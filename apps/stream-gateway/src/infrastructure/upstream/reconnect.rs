//! Resubscription Backoff
//!
//! Exponential backoff with jitter used by ingestors when an upstream
//! stream fails to open or ends mid-flight.

use std::time::Duration;

use rand::Rng;
use tokio_util::sync::CancellationToken;

use crate::infrastructure::config::UpstreamSettings;

/// Backoff parameters.
#[derive(Debug, Clone, Copy)]
pub struct ReconnectConfig {
    /// Delay before the first retry.
    pub initial_delay: Duration,
    /// Upper bound for any delay.
    pub max_delay: Duration,
    /// Growth factor per attempt.
    pub multiplier: f64,
    /// Jitter as a fraction of the delay (0.1 = ±10%).
    pub jitter_factor: f64,
    /// Retries before giving up (0 = unlimited).
    pub max_attempts: u32,
}

impl Default for ReconnectConfig {
    fn default() -> Self {
        Self {
            initial_delay: Duration::from_millis(500),
            max_delay: Duration::from_secs(30),
            multiplier: 2.0,
            jitter_factor: 0.1,
            max_attempts: 0,
        }
    }
}

impl ReconnectConfig {
    /// Build from upstream settings.
    #[must_use]
    pub const fn from_settings(settings: &UpstreamSettings) -> Self {
        Self {
            initial_delay: settings.reconnect_delay_initial,
            max_delay: settings.reconnect_delay_max,
            multiplier: settings.reconnect_delay_multiplier,
            jitter_factor: 0.1,
            max_attempts: settings.max_reconnect_attempts,
        }
    }

    /// No jitter and a fixed delay, for deterministic retries.
    #[must_use]
    pub const fn fixed(delay: Duration, max_attempts: u32) -> Self {
        Self {
            initial_delay: delay,
            max_delay: delay,
            multiplier: 1.0,
            jitter_factor: 0.0,
            max_attempts,
        }
    }
}

/// Backoff state for one ingestor.
#[derive(Debug)]
pub struct ReconnectPolicy {
    config: ReconnectConfig,
    current_delay: Duration,
    attempt_count: u32,
}

impl ReconnectPolicy {
    /// Create a policy at its initial delay.
    #[must_use]
    pub const fn new(config: ReconnectConfig) -> Self {
        Self {
            current_delay: config.initial_delay,
            config,
            attempt_count: 0,
        }
    }

    /// Next delay, or `None` once `max_attempts` retries have been used.
    #[must_use]
    pub fn next_delay(&mut self) -> Option<Duration> {
        if !self.should_retry() {
            return None;
        }
        self.attempt_count += 1;

        let delay = self.apply_jitter(self.current_delay);

        #[allow(clippy::cast_precision_loss)]
        let scaled = (self.current_delay.as_millis() as f64 * self.config.multiplier).round();
        #[allow(clippy::cast_possible_truncation, clippy::cast_sign_loss)]
        let next_millis = if scaled.is_finite() && scaled > 0.0 {
            scaled as u128
        } else {
            0
        };
        let capped = next_millis.min(self.config.max_delay.as_millis());
        self.current_delay = Duration::from_millis(u64::try_from(capped).unwrap_or(u64::MAX));

        Some(delay)
    }

    /// Sleep for the next delay.
    ///
    /// Returns `false` without sleeping when retries are exhausted, or early
    /// when `cancel` fires.
    pub async fn wait(&mut self, cancel: &CancellationToken) -> bool {
        let Some(delay) = self.next_delay() else {
            return false;
        };
        tokio::select! {
            () = cancel.cancelled() => false,
            () = tokio::time::sleep(delay) => true,
        }
    }

    /// Back to the initial delay after a successful subscription.
    pub const fn reset(&mut self) {
        self.current_delay = self.config.initial_delay;
        self.attempt_count = 0;
    }

    /// Retries used since the last reset.
    #[must_use]
    pub const fn attempt_count(&self) -> u32 {
        self.attempt_count
    }

    /// Whether another retry is allowed.
    #[must_use]
    pub const fn should_retry(&self) -> bool {
        self.config.max_attempts == 0 || self.attempt_count < self.config.max_attempts
    }

    fn apply_jitter(&self, duration: Duration) -> Duration {
        if self.config.jitter_factor <= 0.0 {
            return duration;
        }

        #[allow(clippy::cast_precision_loss)]
        let base_millis = duration.as_millis() as f64;
        let jitter_range = base_millis * self.config.jitter_factor;
        let jitter: f64 = rand::rng().random_range(-jitter_range..=jitter_range);
        let adjusted = (base_millis + jitter).max(1.0);

        #[allow(clippy::cast_possible_truncation, clippy::cast_sign_loss)]
        Duration::from_millis(adjusted as u64)
    }
}

#[cfg(test)]
mod tests {
    use super::*;

    fn no_jitter(initial_ms: u64, max_ms: u64, max_attempts: u32) -> ReconnectConfig {
        ReconnectConfig {
            initial_delay: Duration::from_millis(initial_ms),
            max_delay: Duration::from_millis(max_ms),
            multiplier: 2.0,
            jitter_factor: 0.0,
            max_attempts,
        }
    }

    #[test]
    fn default_config_values() {
        let config = ReconnectConfig::default();
        assert_eq!(config.initial_delay, Duration::from_millis(500));
        assert_eq!(config.max_delay, Duration::from_secs(30));
        assert_eq!(config.max_attempts, 0);
    }

    #[test]
    fn delays_double_until_capped() {
        let mut policy = ReconnectPolicy::new(no_jitter(100, 500, 0));
        let delays: Vec<u128> = (0..5)
            .map(|_| policy.next_delay().unwrap().as_millis())
            .collect();
        assert_eq!(delays, [100, 200, 400, 500, 500]);
    }

    #[test]
    fn gives_up_after_max_attempts() {
        let mut policy = ReconnectPolicy::new(no_jitter(10, 100, 2));
        assert!(policy.next_delay().is_some());
        assert!(policy.next_delay().is_some());
        assert!(policy.next_delay().is_none());
        assert!(!policy.should_retry());
    }

    #[test]
    fn reset_restores_initial_delay() {
        let mut policy = ReconnectPolicy::new(no_jitter(100, 10_000, 3));
        let _ = policy.next_delay();
        let _ = policy.next_delay();
        policy.reset();
        assert_eq!(policy.attempt_count(), 0);
        assert_eq!(policy.next_delay(), Some(Duration::from_millis(100)));
    }

    #[test]
    fn jitter_stays_in_bounds() {
        for _ in 0..100 {
            let mut policy = ReconnectPolicy::new(ReconnectConfig {
                jitter_factor: 0.1,
                ..no_jitter(1000, 10_000, 0)
            });
            let millis = policy.next_delay().unwrap().as_millis();
            assert!((900..=1100).contains(&millis), "delay {millis}ms out of range");
        }
    }

    #[test]
    fn fixed_config_never_grows() {
        let mut policy = ReconnectPolicy::new(ReconnectConfig::fixed(Duration::from_millis(5), 0));
        for _ in 0..10 {
            assert_eq!(policy.next_delay(), Some(Duration::from_millis(5)));
        }
    }

    #[tokio::test]
    async fn wait_sleeps_then_succeeds() {
        let mut policy = ReconnectPolicy::new(no_jitter(5, 5, 0));
        let cancel = CancellationToken::new();
        assert!(policy.wait(&cancel).await);
        assert_eq!(policy.attempt_count(), 1);
    }

    #[tokio::test]
    async fn wait_returns_false_when_cancelled() {
        let mut policy = ReconnectPolicy::new(no_jitter(60_000, 60_000, 0));
        let cancel = CancellationToken::new();
        cancel.cancel();
        assert!(!policy.wait(&cancel).await);
    }

    #[tokio::test]
    async fn wait_returns_false_when_exhausted() {
        let mut policy = ReconnectPolicy::new(no_jitter(1, 1, 1));
        let cancel = CancellationToken::new();
        assert!(policy.wait(&cancel).await);
        assert!(!policy.wait(&cancel).await);
    }
}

--- --- ---

EXERCISE OBJECTIVE
This calls for repeating all of the records, character for character.

RESULT OF THIS EXERCISE
filename apps/stream-gateway/src/infrastructure/upstream/reconnect.rs
//! Resubscription Backoff
//!
//! Exponential backoff with jitter used by ingestors when an upstream
//! stream fails to open or ends mid-flight.

use std::time::Duration;

use rand::Rng;
use tokio_util::sync::CancellationToken;

use crate::infrastructure::config::UpstreamSettings;

/// Backoff parameters.
#[derive(Debug, Clone, Copy)]
pub struct ReconnectConfig {
    /// Delay before the first retry.
    pub initial_delay: Duration,
    /// Upper bound for any delay.
    pub max_delay: Duration,
    /// Growth factor per attempt.
    pub multiplier: f64,
    /// Jitter as a fraction of the delay (0.1 = ±10%).
    pub jitter_factor: f64,
    /// Retries before giving up (0 = unlimited).
    pub max_attempts: u32,
}

impl Default for ReconnectConfig {
    fn default() -> Self {
        Self {
            initial_delay: Duration::from_millis(500),
            max_delay: Duration::from_secs(30),
            multiplier: 2.0,
            jitter_factor: 0.1,
            max_attempts: 0,
        }
    }
}

impl ReconnectConfig {
    /// Build from upstream settings.
    #[must_use]
    pub const fn from_settings(settings: &UpstreamSettings) -> Self {
        Self {
            initial_delay: settings.reconnect_delay_initial,
            max_delay: settings.reconnect_delay_max,
            multiplier: settings.reconnect_delay_multiplier,
            jitter_factor: 0.1,
            max_attempts: settings.max_reconnect_attempts,
        }
    }

    /// No jitter and a fixed delay, for deterministic retries.
    #[must_use]
    pub const fn fixed(delay: Duration, max_attempts: u32) -> Self {
        Self {
            initial_delay: delay,
            max_delay: delay,
            multiplier: 1.0,
            jitter_factor: 0.0,
            max_attempts,
        }
    }
}

/// Backoff state for one ingestor.
#[derive(Debug)]
pub struct ReconnectPolicy {
    config: ReconnectConfig,
    current_delay: Duration,
    attempt_count: u32,
}

impl ReconnectPolicy {
    /// Create a policy at its initial delay.
    #[must_use]
    pub const fn new(config: ReconnectConfig) -> Self {
        Self {
            current_delay: config.initial_delay,
            config,
            attempt_count: 0,
        }
    }

    /// Next delay, or `None` once `max_attempts` retries have been used.
    #[must_use]
    pub fn next_delay(&mut self) -> Option<Duration> {
        if !self.should_retry() {
            return None;
        }
        self.attempt_count += 1;

        let delay = self.apply_jitter(self.current_delay);

        #[allow(clippy::cast_precision_loss)]
        let scaled = (self.current_delay.as_millis() as f64 * self.config.multiplier).round();
        #[allow(clippy::cast_possible_truncation, clippy::cast_sign_loss)]
        let next_millis = if scaled.is_finite() && scaled > 0.0 {
            scaled as u128
        } else {
            0
        };
        let capped = next_millis.min(self.config.max_delay.as_millis());
        self.current_delay = Duration::from_millis(u64::try_from(capped).unwrap_or(u64::MAX));

        Some(delay)
    }

    /// Sleep for the next delay.
    ///
    /// Returns `false` without sleeping when retries are exhausted, or early
    /// when `cancel` fires.
    pub async fn wait(&mut self, cancel: &CancellationToken) -> bool {
        let Some(delay) = self.next_delay() else {
            return false;
        };
        tokio::select! {
            () = cancel.cancelled() => false,
            () = tokio::time::sleep(delay) => true,
        }
    }

    /// Back to the initial delay after a successful subscription.
    pub const fn reset(&mut self) {
        self.current_delay = self.config.initial_delay;
        self.attempt_count = 0;
    }

    /// Retries used since the last reset.
    #[must_use]
    pub const fn attempt_count(&self) -> u32 {
        self.attempt_count
    }

    /// Whether another retry is allowed.
    #[must_use]
    pub const fn should_retry(&self) -> bool {
        self.config.max_attempts == 0 || self.attempt_count < self.config.max_attempts
    }

    fn apply_jitter(&self, duration: Duration) -> Duration {
        if self.config.jitter_factor <= 0.0 {
            return duration;
        }

        #[allow(clippy::cast_precision_loss)]
        let base_millis = duration.as_millis() as f64;
        let jitter_range = base_millis * self.config.jitter_factor;
        let jitter: f64 = rand::rng().random_range(-jitter_range..=jitter_range);
        let adjusted = (base_millis + jitter).max(1.0);

        #[allow(clippy::cast_possible_truncation, clippy::cast_sign_loss)]
        Duration::from_millis(adjusted as u64)
    }
}

#[cfg(test)]
mod tests {
    use super::*;

    fn no_jitter(initial_ms: u64, max_ms: u64, max_attempts: u32) -> ReconnectConfig {
        ReconnectConfig {
            initial_delay: Duration::from_millis(initial_ms),
            max_delay: Duration::from_millis(max_ms),
            multiplier: 2.0,
            jitter_factor: 0.0,
            max_attempts,
        }
    }

    #[test]
    fn default_config_values() {
        let config = ReconnectConfig::default();
        assert_eq!(config.initial_delay, Duration::from_millis(500));
        assert_eq!(config.max_delay, Duration::from_secs(30));
        assert_eq!(config.max_attempts, 0);
    }

    #[test]
    fn delays_double_until_capped() {
        let mut policy = ReconnectPolicy::new(no_jitter(100, 500, 0));
        let delays: Vec<u128> = (0..5)
            .map(|_| policy.next_delay().unwrap().as_millis())
            .collect();
        assert_eq!(delays, [100, 200, 400, 500, 500]);
    }

    #[test]
    fn gives_up_after_max_attempts() {
        let mut policy = ReconnectPolicy::new(no_jitter(10, 100, 2));
        assert!(policy.next_delay().is_some());
        assert!(policy.next_delay().is_some());
        assert!(policy.next_delay().is_none());
        assert!(!policy.should_retry());
    }

    #[test]
    fn reset_restores_initial_delay() {
        let mut policy = ReconnectPolicy::new(no_jitter(100, 10_000, 3));
        let _ = policy.next_delay();
        let _ = policy.next_delay();
        policy.reset();
        assert_eq!(policy.attempt_count(), 0);
        assert_eq!(policy.next_delay(), Some(Duration::from_millis(100)));
    }

    #[test]
    fn jitter_stays_in_bounds() {
        for _ in 0..100 {
            let mut policy = ReconnectPolicy::new(ReconnectConfig {
                jitter_factor: 0.1,
                ..no_jitter(1000, 10_000, 0)
            });
            let millis = policy.next_delay().unwrap().as_millis();
            assert!((900..=1100).contains(&millis), "delay {millis}ms out of range");
        }
    }

    #[test]
    fn fixed_config_never_grows() {
        let mut policy = ReconnectPolicy::new(ReconnectConfig::fixed(Duration::from_millis(5), 0));
        for _ in 0..10 {
            assert_eq!(policy.next_delay(), Some(Duration::from_millis(5)));
        }
    }

    #[tokio::test]
    async fn wait_sleeps_then_succeeds() {
        let mut policy = ReconnectPolicy::new(no_jitter(5, 5, 0));
        let cancel = CancellationToken::new();
        assert!(policy.wait(&cancel).await);
        assert_eq!(policy.attempt_count(), 1);
    }

    #[tokio::test]
    async fn wait_returns_false_when_cancelled() {
        let mut policy = ReconnectPolicy::new(no_jitter(60_000, 60_000, 0));
        let cancel = CancellationToken::new();
        cancel.cancel();
        assert!(!policy.wait(&cancel).await);
    }

    #[tokio::test]
    async fn wait_returns_false_when_exhausted() {
        let mut policy = ReconnectPolicy::new(no_jitter(1, 1, 1));
        let cancel = CancellationToken::new();
        assert!(policy.wait(&cancel).await);
        assert!(!policy.wait(&cancel).await);
    }
}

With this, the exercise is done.